*Work instruction*:
Every line of the records that holds the word "real" should be copied.

*Records for the exercise*:
* * * * * * *

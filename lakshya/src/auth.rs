use anyhow::anyhow;
pub use anyhow::Result;
use serde_json::Value;
use time::format_description::well_known::Rfc3339;
use time::OffsetDateTime;

/// The unverified payload of an access or refresh token.
///
/// Only for display and diagnostics: the server alone decides whether a token is valid.
#[derive(Debug, Clone, PartialEq, Eq)]
pub struct TokenClaims {
    pub sub: Option<String>,
    pub exp: Option<i64>,
    pub token_type: Option<String>,
}

impl TokenClaims {
    pub fn expires_at(&self) -> Option<OffsetDateTime> {
        self.exp
            .and_then(|exp| OffsetDateTime::from_unix_timestamp(exp).ok())
    }

    pub fn is_expired_at(&self, now: OffsetDateTime) -> bool {
        match self.expires_at() {
            Some(exp) => exp <= now,
            None => false,
        }
    }

    /// Expiry as an RFC 3339 timestamp, for display.
    pub fn expiry_display(&self) -> Option<String> {
        self.expires_at().and_then(|t| t.format(&Rfc3339).ok())
    }

    pub fn is_expired(&self) -> bool {
        self.is_expired_at(OffsetDateTime::now_utc())
    }
}

/// Decodes the claims segment of a JWT (base64url middle segment) without checking the
/// signature.
pub fn parse_token_claims(jwt: &str) -> Result<TokenClaims> {
    let second_b64 = jwt.split('.').nth(1).ok_or(anyhow!("couldn't parse JWT"))?;
    let second_json: Vec<u8> = base64::decode_config(second_b64, base64::URL_SAFE_NO_PAD)?;
    let obj: Value = serde_json::from_slice(&second_json)?;
    if !obj.is_object() {
        return Err(anyhow!("JWT payload is not an object"));
    }
    // "sub" is the numeric user id, which some encoders emit as a string
    let sub = match &obj["sub"] {
        Value::String(s) => Some(s.clone()),
        Value::Number(n) => Some(n.to_string()),
        _ => None,
    };
    Ok(TokenClaims {
        sub,
        exp: obj["exp"].as_i64(),
        token_type: obj["type"].as_str().map(|s| s.to_string()),
    })
}

#[test]
fn test_parse_token_claims() {
    assert!(parse_token_claims(".").is_err());
    assert!(parse_token_claims("eyJhbGciOiJIUzI1NiIsInR5cCI6IkpXVCJ9").is_err());

    // {"sub": "42", "exp": 1700000000, "type": "access"}
    let payload = base64::encode_config(
        r#"{"sub": "42", "exp": 1700000000, "type": "access"}"#,
        base64::URL_SAFE_NO_PAD,
    );
    let jwt = format!("eyJhbGciOiJIUzI1NiIsInR5cCI6IkpXVCJ9.{payload}.c2ln");
    let claims = parse_token_claims(&jwt).unwrap();
    assert_eq!(claims.sub.as_deref(), Some("42"));
    assert_eq!(claims.exp, Some(1700000000));
    assert_eq!(claims.token_type.as_deref(), Some("access"));
    assert!(claims.is_expired_at(OffsetDateTime::from_unix_timestamp(1700000000).unwrap()));
    assert!(!claims.is_expired_at(OffsetDateTime::from_unix_timestamp(1699999999).unwrap()));
    assert_eq!(
        claims.expiry_display().as_deref(),
        Some("2023-11-14T22:13:20Z")
    );

    // numeric subject, no expiry
    let payload = base64::encode_config(r#"{"sub": 7}"#, base64::URL_SAFE_NO_PAD);
    let claims = parse_token_claims(&format!("x.{payload}.y")).unwrap();
    assert_eq!(claims.sub.as_deref(), Some("7"));
    assert_eq!(claims.expires_at(), None);
    assert!(!claims.is_expired_at(OffsetDateTime::now_utc()));
}
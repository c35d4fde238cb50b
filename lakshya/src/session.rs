//! Durable session state: access token, refresh token, and last-known user profile.
//!
//! All three values are always written and removed together, so a reader never observes a
//! token without a user or the other way around.

use crate::api::users::User;
use log::{debug, warn};
use serde_json::{Map, Value};
use std::collections::HashMap;
use std::fs;
use std::path::{Path, PathBuf};
use std::sync::{Arc, Mutex};
use thiserror::Error;

pub const ACCESS_TOKEN_KEY: &str = "lakshya_access_token";
pub const REFRESH_TOKEN_KEY: &str = "lakshya_refresh_token";
pub const USER_KEY: &str = "lakshya_user";

const SESSION_KEYS: [&str; 3] = [ACCESS_TOKEN_KEY, REFRESH_TOKEN_KEY, USER_KEY];

#[derive(Debug, Error)]
pub enum StorageError {
    #[error("session file I/O: {0}")]
    Io(#[from] std::io::Error),

    #[error("session encoding: {0}")]
    Json(#[from] serde_json::Error),

    #[error("session store lock poisoned")]
    Poisoned,
}

/// String key-value backend. Each call is applied as a single unit.
pub trait KeyValueStore: Send + Sync {
    fn get_many(&self, keys: &[&str]) -> Result<Vec<Option<String>>, StorageError>;
    fn set_many(&self, entries: &[(&str, String)]) -> Result<(), StorageError>;
    fn remove_many(&self, keys: &[&str]) -> Result<(), StorageError>;
}

/// Process-lifetime backend, eg for tests.
#[derive(Debug, Default)]
pub struct MemoryStore {
    entries: Mutex<HashMap<String, String>>,
}

impl MemoryStore {
    pub fn new() -> Self {
        Self::default()
    }
}

impl KeyValueStore for MemoryStore {
    fn get_many(&self, keys: &[&str]) -> Result<Vec<Option<String>>, StorageError> {
        let entries = self.entries.lock().map_err(|_| StorageError::Poisoned)?;
        Ok(keys.iter().map(|k| entries.get(*k).cloned()).collect())
    }

    fn set_many(&self, new_entries: &[(&str, String)]) -> Result<(), StorageError> {
        let mut entries = self.entries.lock().map_err(|_| StorageError::Poisoned)?;
        for (k, v) in new_entries {
            entries.insert(k.to_string(), v.clone());
        }
        Ok(())
    }

    fn remove_many(&self, keys: &[&str]) -> Result<(), StorageError> {
        let mut entries = self.entries.lock().map_err(|_| StorageError::Poisoned)?;
        for k in keys {
            entries.remove(*k);
        }
        Ok(())
    }
}

/// Backend persisted as a single JSON object on disk.
///
/// Writes go to a sibling temp file which is then renamed over the real one. A missing file
/// is an empty store; so is a corrupt one (with a warning), since the next login rewrites it.
#[derive(Debug)]
pub struct FileStore {
    path: PathBuf,
    lock: Mutex<()>,
}

impl FileStore {
    pub fn new(path: impl Into<PathBuf>) -> Self {
        FileStore {
            path: path.into(),
            lock: Mutex::new(()),
        }
    }

    pub fn path(&self) -> &Path {
        &self.path
    }

    fn read_map(&self) -> Result<Map<String, Value>, StorageError> {
        let raw = match fs::read_to_string(&self.path) {
            Ok(raw) => raw,
            Err(e) if e.kind() == std::io::ErrorKind::NotFound => return Ok(Map::new()),
            Err(e) => return Err(e.into()),
        };
        match serde_json::from_str::<Value>(&raw) {
            Ok(Value::Object(map)) => Ok(map),
            _ => {
                warn!(
                    "ignoring unreadable session file: {}",
                    self.path.display()
                );
                Ok(Map::new())
            }
        }
    }

    fn write_map(&self, map: &Map<String, Value>) -> Result<(), StorageError> {
        if let Some(parent) = self.path.parent() {
            if !parent.as_os_str().is_empty() {
                fs::create_dir_all(parent)?;
            }
        }
        let mut tmp = self.path.clone().into_os_string();
        tmp.push(".tmp");
        let tmp = PathBuf::from(tmp);
        fs::write(&tmp, serde_json::to_vec_pretty(map)?)?;
        fs::rename(&tmp, &self.path)?;
        debug!("wrote session file: {}", self.path.display());
        Ok(())
    }
}

impl KeyValueStore for FileStore {
    fn get_many(&self, keys: &[&str]) -> Result<Vec<Option<String>>, StorageError> {
        let _guard = self.lock.lock().map_err(|_| StorageError::Poisoned)?;
        let map = self.read_map()?;
        Ok(keys
            .iter()
            .map(|k| map.get(*k).and_then(|v| v.as_str()).map(|s| s.to_string()))
            .collect())
    }

    fn set_many(&self, entries: &[(&str, String)]) -> Result<(), StorageError> {
        let _guard = self.lock.lock().map_err(|_| StorageError::Poisoned)?;
        let mut map = self.read_map()?;
        for (k, v) in entries {
            map.insert(k.to_string(), Value::String(v.clone()));
        }
        self.write_map(&map)
    }

    fn remove_many(&self, keys: &[&str]) -> Result<(), StorageError> {
        let _guard = self.lock.lock().map_err(|_| StorageError::Poisoned)?;
        let mut map = self.read_map()?;
        let before = map.len();
        for k in keys {
            map.remove(*k);
        }
        if map.len() == before && !self.path.exists() {
            return Ok(());
        }
        self.write_map(&map)
    }
}

#[derive(Debug, Clone, PartialEq)]
pub struct Session {
    pub access_token: String,
    pub refresh_token: String,
    pub user: User,
}

/// Handle on the persisted session. Clones share the same backend.
#[derive(Clone)]
pub struct SessionStore {
    backend: Arc<dyn KeyValueStore>,
}

impl std::fmt::Debug for SessionStore {
    fn fmt(&self, f: &mut std::fmt::Formatter<'_>) -> std::fmt::Result {
        f.debug_struct("SessionStore")
            .field("authenticated", &self.is_authenticated())
            .finish()
    }
}

impl SessionStore {
    pub fn new(backend: Arc<dyn KeyValueStore>) -> Self {
        SessionStore { backend }
    }

    /// Session persisted to a JSON file at `path`.
    pub fn open(path: impl Into<PathBuf>) -> Self {
        SessionStore::new(Arc::new(FileStore::new(path)))
    }

    /// In-memory session, gone when the process exits.
    pub fn open_ephemeral() -> Self {
        SessionStore::new(Arc::new(MemoryStore::new()))
    }

    pub fn set_session(
        &self,
        access_token: &str,
        refresh_token: &str,
        user: &User,
    ) -> Result<(), StorageError> {
        let user_json = serde_json::to_string(user)?;
        self.backend.set_many(&[
            (ACCESS_TOKEN_KEY, access_token.to_string()),
            (REFRESH_TOKEN_KEY, refresh_token.to_string()),
            (USER_KEY, user_json),
        ])
    }

    pub fn access_token(&self) -> Option<String> {
        self.get(ACCESS_TOKEN_KEY)
    }

    pub fn refresh_token(&self) -> Option<String> {
        self.get(REFRESH_TOKEN_KEY)
    }

    /// Last-known user profile. Corrupt stored JSON reads as absent.
    pub fn user(&self) -> Option<User> {
        let raw = self.get(USER_KEY)?;
        match serde_json::from_str(&raw) {
            Ok(user) => Some(user),
            Err(e) => {
                warn!("stored user profile is unreadable, treating as absent: {}", e);
                None
            }
        }
    }

    /// Consistent snapshot of all three fields, or `None` if any is missing.
    pub fn session(&self) -> Option<Session> {
        let values = match self.backend.get_many(&SESSION_KEYS) {
            Ok(v) => v,
            Err(e) => {
                warn!("could not read session: {}", e);
                return None;
            }
        };
        let mut values = values.into_iter();
        let access_token = values.next().flatten()?;
        let refresh_token = values.next().flatten()?;
        let user = serde_json::from_str(&values.next().flatten()?).ok()?;
        Some(Session {
            access_token,
            refresh_token,
            user,
        })
    }

    /// True iff an access token is stored. Does not check signature or expiry.
    pub fn is_authenticated(&self) -> bool {
        self.access_token().is_some()
    }

    pub fn clear_session(&self) -> Result<(), StorageError> {
        self.backend.remove_many(&SESSION_KEYS)
    }

    fn get(&self, key: &str) -> Option<String> {
        match self.backend.get_many(&[key]) {
            Ok(mut values) => values.pop().flatten(),
            Err(e) => {
                warn!("could not read {} from session store: {}", key, e);
                None
            }
        }
    }
}

#[cfg(test)]
mod tests {
    use super::*;

    fn example_user() -> User {
        serde_json::from_value(serde_json::json!({
            "id": 1,
            "email": "a@x.com",
            "name": "Asha",
            "role": "student",
            "created_at": "2024-01-01T00:00:00",
            "updated_at": "2024-01-01T00:00:00",
        }))
        .unwrap()
    }

    #[test]
    fn test_set_and_get_session() {
        let store = SessionStore::open_ephemeral();
        assert!(!store.is_authenticated());
        store.set_session("AT1", "RT1", &example_user()).unwrap();
        assert!(store.is_authenticated());
        assert_eq!(store.access_token().as_deref(), Some("AT1"));
        assert_eq!(store.refresh_token().as_deref(), Some("RT1"));
        assert_eq!(store.user(), Some(example_user()));
        let session = store.session().unwrap();
        assert_eq!(session.access_token, "AT1");
        assert_eq!(session.user.email, "a@x.com");
    }

    #[test]
    fn test_clear_is_idempotent() {
        let store = SessionStore::open_ephemeral();
        store.set_session("AT1", "RT1", &example_user()).unwrap();
        store.clear_session().unwrap();
        store.clear_session().unwrap();
        assert_eq!(store.access_token(), None);
        assert_eq!(store.refresh_token(), None);
        assert_eq!(store.user(), None);
        assert_eq!(store.session(), None);
        assert!(!store.is_authenticated());
    }

    #[test]
    fn test_corrupt_user_is_absent() {
        let backend = Arc::new(MemoryStore::new());
        backend
            .set_many(&[
                (ACCESS_TOKEN_KEY, "AT1".to_string()),
                (USER_KEY, "{not json".to_string()),
            ])
            .unwrap();
        let store = SessionStore::new(backend);
        assert_eq!(store.user(), None);
        assert_eq!(store.session(), None);
        // token is still readable on its own
        assert_eq!(store.access_token().as_deref(), Some("AT1"));
    }

    #[test]
    fn test_file_store_persists() {
        let dir = tempfile::tempdir().unwrap();
        let path = dir.path().join("nested").join("session.json");

        let store = SessionStore::open(&path);
        store.set_session("AT1", "RT1", &example_user()).unwrap();
        assert!(path.exists());

        // a fresh handle on the same file sees the same session
        let reopened = SessionStore::open(&path);
        assert_eq!(reopened.access_token().as_deref(), Some("AT1"));
        assert_eq!(reopened.user(), Some(example_user()));

        reopened.clear_session().unwrap();
        reopened.clear_session().unwrap();
        assert_eq!(store.session(), None);
    }

    #[test]
    fn test_file_store_missing_and_corrupt() {
        let dir = tempfile::tempdir().unwrap();
        let path = dir.path().join("session.json");

        let store = SessionStore::open(&path);
        assert!(!store.is_authenticated());
        store.clear_session().unwrap();
        assert!(!path.exists());

        fs::write(&path, "this is not json").unwrap();
        assert!(!store.is_authenticated());
        store.set_session("AT2", "RT2", &example_user()).unwrap();
        assert_eq!(store.access_token().as_deref(), Some("AT2"));
    }
}
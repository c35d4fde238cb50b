#![allow(dead_code)]

use async_trait::async_trait;
use lakshya::session::{ACCESS_TOKEN_KEY, REFRESH_TOKEN_KEY, USER_KEY};
use lakshya::{
    ApiClient, HttpRequest, HttpResponse, KeyValueStore, MemoryStore, SessionStore, Transport,
    TransportError,
};
use serde_json::{json, Value};
use std::sync::atomic::{AtomicUsize, Ordering};
use std::sync::{Arc, Mutex};

pub const BASE_URL: &str = "http://test.invalid/api";

/// What the fake server saw, with the bits the tests care about pulled out.
#[derive(Debug, Clone)]
pub struct Recorded {
    pub method: String,
    pub endpoint: String,
    pub authorization: Option<String>,
    pub content_type: Option<String>,
    pub headers: reqwest::header::HeaderMap,
    pub body: Option<Value>,
}

type Handler = dyn Fn(&Recorded) -> Result<HttpResponse, TransportError> + Send + Sync;

/// Transport that hands every request to a closure, yielding first so that concurrent
/// requests interleave the way they would against a real server.
pub struct FakeTransport {
    handler: Box<Handler>,
    log: Mutex<Vec<Recorded>>,
}

impl FakeTransport {
    pub fn new(
        handler: impl Fn(&Recorded) -> Result<HttpResponse, TransportError> + Send + Sync + 'static,
    ) -> Arc<Self> {
        Arc::new(FakeTransport {
            handler: Box::new(handler),
            log: Mutex::new(Vec::new()),
        })
    }

    /// Replays `responses` in order, one per request.
    pub fn scripted(responses: Vec<HttpResponse>) -> Arc<Self> {
        let queue = Mutex::new(responses.into_iter());
        FakeTransport::new(move |req| {
            queue
                .lock()
                .unwrap()
                .next()
                .ok_or_else(|| TransportError::Message(format!("unexpected request: {req:?}")))
        })
    }

    pub fn requests(&self) -> Vec<Recorded> {
        self.log.lock().unwrap().clone()
    }

    pub fn endpoints(&self) -> Vec<String> {
        self.requests()
            .into_iter()
            .map(|r| format!("{} {}", r.method, r.endpoint))
            .collect()
    }
}

#[async_trait]
impl Transport for FakeTransport {
    async fn send(&self, request: HttpRequest) -> Result<HttpResponse, TransportError> {
        tokio::task::yield_now().await;
        let header = |name: reqwest::header::HeaderName| {
            request
                .headers
                .get(name)
                .and_then(|v| v.to_str().ok())
                .map(|s| s.to_string())
        };
        let recorded = Recorded {
            method: request.method.to_string(),
            endpoint: request
                .url
                .strip_prefix(BASE_URL)
                .unwrap_or(&request.url)
                .to_string(),
            authorization: header(reqwest::header::AUTHORIZATION),
            content_type: header(reqwest::header::CONTENT_TYPE),
            headers: request.headers.clone(),
            body: request
                .body
                .as_ref()
                .map(|b| serde_json::from_slice(b).unwrap()),
        };
        self.log.lock().unwrap().push(recorded.clone());
        let resp = (self.handler)(&recorded);
        tokio::task::yield_now().await;
        resp
    }
}

pub fn json_response(status: u16, body: Value) -> HttpResponse {
    HttpResponse::new(status, serde_json::to_vec(&body).unwrap())
}

pub fn detail(status: u16, message: &str) -> HttpResponse {
    json_response(status, json!({ "detail": message }))
}

pub fn user_json(id: i64, email: &str) -> Value {
    json!({
        "id": id,
        "email": email,
        "name": "Asha Verma",
        "role": "student",
        "education": "B.Tech",
        "created_at": "2024-01-01T00:00:00",
        "updated_at": "2024-01-01T00:00:00"
    })
}

pub fn token_json(access: &str, refresh: &str) -> Value {
    json!({
        "access_token": access,
        "refresh_token": refresh,
        "token_type": "bearer",
        "user": user_json(1, "a@x.com")
    })
}

pub fn profile_json() -> Value {
    let mut profile = user_json(1, "a@x.com");
    profile["skills"] = json!([]);
    profile["preferences"] = json!([]);
    profile
}

pub fn signed_in_store(access: &str, refresh: Option<&str>) -> SessionStore {
    let backend = MemoryStore::new();
    let mut entries = vec![
        (ACCESS_TOKEN_KEY, access.to_string()),
        (USER_KEY, user_json(1, "a@x.com").to_string()),
    ];
    if let Some(refresh) = refresh {
        entries.push((REFRESH_TOKEN_KEY, refresh.to_string()));
    }
    backend.set_many(&entries).unwrap();
    SessionStore::new(Arc::new(backend))
}

/// Client plus a counter of how often the unauthenticated callback fired.
pub fn client_with(
    transport: Arc<FakeTransport>,
    store: SessionStore,
) -> (ApiClient, Arc<AtomicUsize>) {
    let logouts = Arc::new(AtomicUsize::new(0));
    let counter = logouts.clone();
    let client = ApiClient::with_transport(BASE_URL, transport, store).on_unauthenticated(move || {
        counter.fetch_add(1, Ordering::SeqCst);
    });
    (client, logouts)
}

* * * * * * *

*Solution*:
/// Writes go to a sibling temp file which is then renamed over the real one. A missing file
/// requests interleave the way they would against a real server.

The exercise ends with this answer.